5. International Data Transfers and Safeguards

While we primarily process data within the United Kingdom, certain service providers may be located in other jurisdictions. All international data transfers comply with UK GDPR requirements and include appropriate safeguards to protect your personal information during cross-border processing.

For transfers to countries without adequacy decisions, we implement Standard Contractual Clauses approved by UK authorities or rely on other appropriate transfer mechanisms. We conduct thorough due diligence on international processors, evaluating their data protection capabilities and local legal frameworks.

Our cloud infrastructure providers operate under comprehensive data processing agreements that specify data location, security measures, and access controls. We maintain visibility into data processing locations and can provide information about specific transfers upon request.

Emergency data transfers may occur for technical support or security incident response purposes. Such transfers are limited to the minimum data necessary and are governed by strict access controls and time limitations to ensure ongoing protection of your personal information.

6. Data Security Measures and Retention

We implement comprehensive technical and organizational security measures to protect personal data against unauthorized access, alteration, disclosure, or destruction. Our security framework includes multiple layers of protection designed to safeguard sensitive information throughout its lifecycle.

Advanced encryption protocols for data transmission and storage
Multi-factor authentication for administrative access
Regular security audits and penetration testing
Employee training programs on data protection principles
Incident response procedures for security breaches
Regular backup systems with secure off-site storage
Access controls limiting data exposure to authorized personnel

Our data retention periods align with regulatory requirements and business needs while minimizing unnecessary data storage. Account information and transaction records are retained for seven years after account closure to comply with gambling regulations and financial reporting requirements. Gaming session data and technical logs are typically retained for shorter periods unless required for ongoing investigations or regulatory matters.

We regularly review retained data to ensure continued relevance and legal justification for processing. Automated deletion processes remove expired data according to predetermined schedules, while manual reviews address complex retention scenarios requiring individual assessment.

7. Individual Rights and Contact Information

Under UK GDPR, you possess several fundamental rights regarding your personal data processing. These rights enable you to maintain control over your information and ensure transparent, fair processing by our organization.
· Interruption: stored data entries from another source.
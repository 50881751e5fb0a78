// SPDX-License-Identifier: MIT OR Apache-2.0

//! Board representation with cluster and liberty maintenance
//!
//! The board keeps every stone's connected group in an id-indexed cluster
//! arena. Stones carry the id of their owning cluster; merging groups
//! repoints the ids rather than chasing references. Liberties are stored
//! per cluster as a set of empty coordinates, so the liberty count is the
//! number of distinct liberty points by construction.

use crate::{Color, Coord};
use serde::{Deserialize, Serialize};
use std::collections::{HashMap, HashSet};

/// Arena index of a cluster.
type ClusterId = u32;

/// A placed stone: its color and the cluster it belongs to.
#[derive(Debug, Clone, Copy)]
struct Stone {
    color: Color,
    cluster: ClusterId,
}

/// Maximal connected group of same-colored stones.
#[derive(Debug, Clone)]
pub struct Cluster {
    color: Color,
    members: HashSet<Coord>,
    liberties: HashSet<Coord>,
}

impl Cluster {
    /// Color of every stone in the group
    pub fn color(&self) -> Color {
        self.color
    }

    /// Positions of the member stones
    pub fn members(&self) -> &HashSet<Coord> {
        &self.members
    }

    /// Number of distinct empty points adjacent to the group
    pub fn liberty_count(&self) -> usize {
        self.liberties.len()
    }
}

/// Stones captured by each color.
#[derive(Debug, Clone, Copy, Default, PartialEq, Eq, Serialize, Deserialize)]
pub struct Prisoners {
    /// Stones Black has captured
    pub black: u16,
    /// Stones White has captured
    pub white: u16,
}

/// Live board state mutated in place by accepted moves.
///
/// The persisted projection is the flat grid plus prisoners and ko point;
/// `restore` rebuilds the cluster arena from that projection.
#[derive(Debug, Clone)]
pub struct BoardState {
    size: u8,
    stones: HashMap<Coord, Stone>,
    clusters: HashMap<ClusterId, Cluster>,
    next_cluster: ClusterId,
    prisoners: Prisoners,
    ko_point: Option<Coord>,
}

impl BoardState {
    /// Create a new empty board with the specified size
    pub fn new(size: u8) -> Self {
        Self {
            size,
            stones: HashMap::new(),
            clusters: HashMap::new(),
            next_cluster: 0,
            prisoners: Prisoners::default(),
            ko_point: None,
        }
    }

    /// Rebuild a board from its persisted projection.
    ///
    /// Clusters are recovered by connectivity flood fill over the grid;
    /// move history is never consulted.
    pub fn restore(
        size: u8,
        grid: &[Option<Color>],
        prisoners: Prisoners,
        ko_point: Option<Coord>,
    ) -> Self {
        let mut board = Self::new(size);
        board.prisoners = prisoners;
        board.ko_point = ko_point;

        for y in 0..size {
            for x in 0..size {
                let coord = Coord::new(x, y);
                let Some(color) = grid.get(coord.index(size)).copied().flatten() else {
                    continue;
                };
                if board.stones.contains_key(&coord) {
                    continue;
                }

                // Flood fill the whole group this stone belongs to.
                let id = board.alloc_cluster(color);
                let mut queue = vec![coord];
                while let Some(current) = queue.pop() {
                    if board.stones.contains_key(&current) {
                        continue;
                    }
                    board.stones.insert(current, Stone { color, cluster: id });
                    if let Some(cluster) = board.clusters.get_mut(&id) {
                        cluster.members.insert(current);
                    }
                    for n in current.neighbors(size) {
                        if grid.get(n.index(size)).copied().flatten() == Some(color)
                            && !board.stones.contains_key(&n)
                        {
                            queue.push(n);
                        }
                    }
                }
                board.recompute_liberties(id);
            }
        }

        board
    }

    /// Board size
    pub fn size(&self) -> u8 {
        self.size
    }

    /// Stone color at the coordinate, if occupied
    pub fn stone_at(&self, coord: Coord) -> Option<Color> {
        self.stones.get(&coord).map(|s| s.color)
    }

    /// Cluster owning the stone at the coordinate
    pub fn cluster_at(&self, coord: Coord) -> Option<&Cluster> {
        let stone = self.stones.get(&coord)?;
        self.clusters.get(&stone.cluster)
    }

    /// Prisoner counts
    pub fn prisoners(&self) -> Prisoners {
        self.prisoners
    }

    /// Position forbidden for immediate recapture, if any
    pub fn ko_point(&self) -> Option<Coord> {
        self.ko_point
    }

    /// All live clusters
    pub fn clusters(&self) -> impl Iterator<Item = &Cluster> {
        self.clusters.values()
    }

    /// Denormalize the stone map into a flat row-major grid
    pub fn grid(&self) -> Vec<Option<Color>> {
        let cells = (self.size as usize) * (self.size as usize);
        let mut grid = vec![None; cells];
        for (coord, stone) in &self.stones {
            grid[coord.index(self.size)] = Some(stone.color);
        }
        grid
    }

    /// Count stones of the given color on the board
    pub fn stone_count(&self, color: Color) -> usize {
        self.stones.values().filter(|s| s.color == color).count()
    }

    /// Attempt to place a stone. Returns whether the move was accepted;
    /// a rejected move leaves the board untouched.
    pub fn play(&mut self, coord: Coord, color: Color) -> bool {
        if !coord.is_valid(self.size) || self.stones.contains_key(&coord) {
            return false;
        }
        if self.ko_point == Some(coord) {
            tracing::debug!(x = coord.x, y = coord.y, "move rejected at ko point");
            return false;
        }
        if !self.is_legal(coord, color) {
            tracing::debug!(x = coord.x, y = coord.y, ?color, "move rejected as suicide");
            return false;
        }

        // Place the new stone as a singleton cluster.
        let id = self.alloc_cluster(color);
        self.stones.insert(coord, Stone { color, cluster: id });
        if let Some(cluster) = self.clusters.get_mut(&id) {
            cluster.members.insert(coord);
        }

        // Merge friendly neighbor clusters into the new one.
        let friendly: HashSet<ClusterId> = coord
            .neighbors(self.size)
            .into_iter()
            .filter_map(|n| self.stones.get(&n))
            .filter(|s| s.color == color && s.cluster != id)
            .map(|s| s.cluster)
            .collect();
        for other in friendly {
            self.merge_into(id, other);
        }

        // Remove enemy neighbor clusters whose last liberty this was.
        // The placement resolves any stored ko point before a capture may
        // install a new one.
        self.ko_point = None;
        let enemies: HashSet<ClusterId> = coord
            .neighbors(self.size)
            .into_iter()
            .filter_map(|n| self.stones.get(&n))
            .filter(|s| s.color != color)
            .map(|s| s.cluster)
            .collect();
        let mut removed = Vec::new();
        for enemy in enemies {
            let captured = self
                .clusters
                .get(&enemy)
                .map(|c| c.liberties.len() == 1 && c.liberties.contains(&coord))
                .unwrap_or(false);
            if !captured {
                continue;
            }
            let Some(cluster) = self.clusters.remove(&enemy) else {
                continue;
            };
            match color {
                Color::Black => self.prisoners.black += cluster.members.len() as u16,
                Color::White => self.prisoners.white += cluster.members.len() as u16,
            }
            self.ko_point = if cluster.members.len() == 1 {
                cluster.members.iter().next().copied()
            } else {
                None
            };
            for member in cluster.members {
                self.stones.remove(&member);
                removed.push(member);
            }
        }
        if !removed.is_empty() {
            tracing::debug!(
                x = coord.x,
                y = coord.y,
                ?color,
                captured = removed.len(),
                ko = ?self.ko_point,
                "capture resolved"
            );
        }

        // Recompute liberties of every cluster the move touched: the
        // merged cluster, survivors adjacent to the placed stone, and
        // clusters adjacent to any removed stone.
        let mut affected = HashSet::from([id]);
        for n in coord.neighbors(self.size) {
            if let Some(stone) = self.stones.get(&n) {
                affected.insert(stone.cluster);
            }
        }
        for gone in &removed {
            for n in gone.neighbors(self.size) {
                if let Some(stone) = self.stones.get(&n) {
                    affected.insert(stone.cluster);
                }
            }
        }
        for cluster in affected {
            self.recompute_liberties(cluster);
        }

        true
    }

    fn alloc_cluster(&mut self, color: Color) -> ClusterId {
        let id = self.next_cluster;
        self.next_cluster += 1;
        self.clusters.insert(
            id,
            Cluster {
                color,
                members: HashSet::new(),
                liberties: HashSet::new(),
            },
        );
        id
    }

    /// Legality from the four neighbors, evaluated against the pre-move
    /// board: an empty neighbor, a friendly group with a spare liberty,
    /// or an enemy group this move captures.
    fn is_legal(&self, coord: Coord, color: Color) -> bool {
        for n in coord.neighbors(self.size) {
            let Some(stone) = self.stones.get(&n) else {
                return true;
            };
            let Some(cluster) = self.clusters.get(&stone.cluster) else {
                continue;
            };
            if stone.color == color && cluster.liberties.len() > 1 {
                return true;
            }
            if stone.color != color && cluster.liberties.len() == 1 {
                return true;
            }
        }
        false
    }

    /// Union `other` into `target`, repointing every member stone.
    fn merge_into(&mut self, target: ClusterId, other: ClusterId) {
        let Some(absorbed) = self.clusters.remove(&other) else {
            return;
        };
        for member in &absorbed.members {
            if let Some(stone) = self.stones.get_mut(member) {
                stone.cluster = target;
            }
        }
        if let Some(cluster) = self.clusters.get_mut(&target) {
            cluster.members.extend(absorbed.members);
        }
    }

    /// Rebuild a cluster's liberty set. The set itself is the visited
    /// tracker: an empty point adjacent to several member stones counts
    /// once.
    fn recompute_liberties(&mut self, id: ClusterId) {
        let Some(cluster) = self.clusters.get(&id) else {
            return;
        };
        let mut liberties = HashSet::new();
        for member in &cluster.members {
            for n in member.neighbors(self.size) {
                if !self.stones.contains_key(&n) {
                    liberties.insert(n);
                }
            }
        }
        if let Some(cluster) = self.clusters.get_mut(&id) {
            cluster.liberties = liberties;
        }
    }
}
You have the right to access your personal data and receive information about our processing activities. This includes obtaining copies of data we hold about you and understanding how we use this information for various purposes. We provide access through secure account portals and respond to formal data subject access requests within required timeframes.

Rectification rights allow you to correct inaccurate or incomplete personal data, ensuring our records remain current and accurate. You can update most information through your account settings or by contacting our customer support team for assistance with more complex corrections.

Right to erasure (right to be forgotten) in specific circumstances
Right to restrict processing when accuracy or legality is contested
Right to data portability for certain types of personal information
Right to object to processing based on legitimate interests
Right to withdraw consent for consent-based processing
Right to lodge complaints with the Information Commissioner's Office

To exercise your rights or raise privacy-related concerns, contact our Data Protection Officer through our dedicated privacy contact channels. We respond to all legitimate requests promptly and provide clear information about any limitations that may apply due to regulatory requirements or legitimate business interests. Our commitment to data protection extends beyond legal compliance to encompass best practices that respect your privacy and maintain trust in our gaming services.